Per loro la scrittura non è la vita; le parole sono elementi accozzati insieme in ossequio al gusto dominante. Non sono vergate nel sangue; le conseguenze inesistenti; la loro matrice risiede non in una ideologia nutrita da succhi e sentimenti propri, sofferta e tenace … ma nella minutaglia condivisa nella mediocrità, il che gli assicura un ritorno di applausi e pile di brossure … avete mai visto come Gramellini si lecca le labbra dopo le sue battutine da sedia elettrica? Un che di erotico lo attraversa … presagisce il clap clap inevitabile … osservatelo bene … almeno quanto presagisce la pila alla Feltrinelli che lenta cala, presa d’assalto (il giorno dopo! Si batta il ferro finché è caldo) da quei poveri coglioni succubi …
E il rapporto con il passato? Possibile che il nostro passato sia stato completamente estirpato dalla considerazione e dal sentimento degli intellettuali italiani? Che Ovidio e Petrarca non parlino più a un uomo di buona cultura? Possibile che l'oblio abbia inghiottito l'Italia dei paesaggi, delle mura, degli scorci, dei boschetti, dei colori meridiani, delle campagne, delle architetture - quella nazione eterna che donava linfa all'arte e alla nostra poesia e prosa? Ma sì, basta guardare a chi sono devoti tali figuri. Ai santini. Artisti a loro prossimi, innocui, oppure purgati dell’essenza più aspra. Gli Italiani degli altri secoli, gli Italiani forti, i nostri letterati non sanno neanche chi siano.

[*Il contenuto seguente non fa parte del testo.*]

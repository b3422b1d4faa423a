//! Path management for SplitShare
//!
//! ## Path Resolution Order
//!
//! 1. `SPLITSHARE_DATA_DIR` environment variable (if set)
//! 2. The platform config directory for `splitshare`, e.g.
//!    `~/.config/splitshare` on Linux or `%APPDATA%\splitshare\config` on Windows

use std::path::PathBuf;

use directories::ProjectDirs;

use crate::error::ShareError;

/// Environment variable that overrides the data directory
pub const DATA_DIR_ENV: &str = "SPLITSHARE_DATA_DIR";

/// Manages all paths used by SplitShare
#[derive(Debug, Clone)]
pub struct SplitSharePaths {
    base_dir: PathBuf,
}

impl SplitSharePaths {
    /// Resolve paths from the environment or the platform defaults
    ///
    /// # Errors
    ///
    /// Returns an error if no home directory can be determined.
    pub fn new() -> Result<Self, ShareError> {
        let base_dir = match std::env::var_os(DATA_DIR_ENV) {
            Some(custom) if !custom.is_empty() => PathBuf::from(custom),
            _ => ProjectDirs::from("", "", "splitshare")
                .map(|dirs| dirs.config_dir().to_path_buf())
                .ok_or_else(|| {
                    ShareError::Config("Could not determine a home directory".into())
                })?,
        };

        Ok(Self { base_dir })
    }

    /// Create paths rooted at a custom base directory (useful for testing)
    pub fn with_base_dir(base_dir: PathBuf) -> Self {
        Self { base_dir }
    }

    pub fn base_dir(&self) -> &PathBuf {
        &self.base_dir
    }

    /// Get the data directory (`<base>/data/`)
    pub fn data_dir(&self) -> PathBuf {
        self.base_dir.join("data")
    }

    /// Get the path to the settings file
    pub fn settings_file(&self) -> PathBuf {
        self.base_dir.join("config.json")
    }

    /// Get the path to users.json
    pub fn users_file(&self) -> PathBuf {
        self.data_dir().join("users.json")
    }

    /// Get the path to expenses.json (expenses with their allocations)
    pub fn expenses_file(&self) -> PathBuf {
        self.data_dir().join("expenses.json")
    }

    /// Ensure the base and data directories exist
    pub fn ensure_directories(&self) -> Result<(), ShareError> {
        std::fs::create_dir_all(&self.base_dir)
            .map_err(|e| ShareError::Io(format!("Failed to create base directory: {}", e)))?;

        std::fs::create_dir_all(self.data_dir())
            .map_err(|e| ShareError::Io(format!("Failed to create data directory: {}", e)))?;

        Ok(())
    }

    /// Check if SplitShare has been initialized (config file exists)
    pub fn is_initialized(&self) -> bool {
        self.settings_file().exists()
    }
}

A meno che non tornino utili per una tesina o un saggetto debitamente lucroso (da farsi scrivere dal negro di turno, beninteso).
Volete soffrire o no? Creare qualcosa? Cosa volete?
So ben io cosa. Ai Nostri piace giocare: si autorecensiscono, si mandano finte stroncature, si ritrovano nei baretti, ai convegni, una tartina dopo l’altra, godono sotto i baffi del loro minuscolo potere (un posto in una casa editrice, in un giornale, sulla pedana d'una scuola o università) ... perdono tempo … il mondo scorre davanti ai loro occhi, immane … eppure niente … l’importante è la paghetta a fine mese, la piccola rendita, il colpo di fortuna del posticino che si libera … posticino adocchiato lungamente ... e di cui hanno confabulato da tempo umiliandosi debitamente … dopo aver squadernato le competenze, inoppugnabili.
Perch’i’ no spero de tornar giammai … ballatetta in Italia, va’ tu gentile e piana … non spero più nell’Italia. L’Italia è sparita, finita … con la consueta contraddizione: che ancora sembra esserci … ma è finita, ve lo posso assicurare. Anche Roma è finita, disintegrata, annientata, rapallizzata, anche se ognuno di noi esce per le sue strade ogni giorno.
A meno che … un miracolo … non ci salvi una guerra … azzerando le ipocrisie … ridisponendo al posto giusto gli elementi della psicologia nazionale … disincrostando le parole …. raschiando i palinsesti del nulla … e allora … chissà che non riaffiori l’antico, amato, familiare incedere del genio del popolo.